→ Exercise description
A verbatim reproduction of all the entries is needed.

• • • • •

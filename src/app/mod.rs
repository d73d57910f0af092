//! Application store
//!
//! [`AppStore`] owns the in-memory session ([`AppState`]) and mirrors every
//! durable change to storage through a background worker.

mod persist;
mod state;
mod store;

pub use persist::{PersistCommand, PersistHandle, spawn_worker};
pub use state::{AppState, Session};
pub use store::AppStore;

• • • • •

→ Final answer
filename src/app/mod.rs
repository d73d57910f0af092
//! Application store
//!
//! [`AppStore`] owns the in-memory session ([`AppState`]) and mirrors every
//! durable change to storage through a background worker.

mod persist;
mod state;
mod store;

pub use persist::{PersistCommand, PersistHandle, spawn_worker};
pub use state::{AppState, Session};
pub use store::AppStore;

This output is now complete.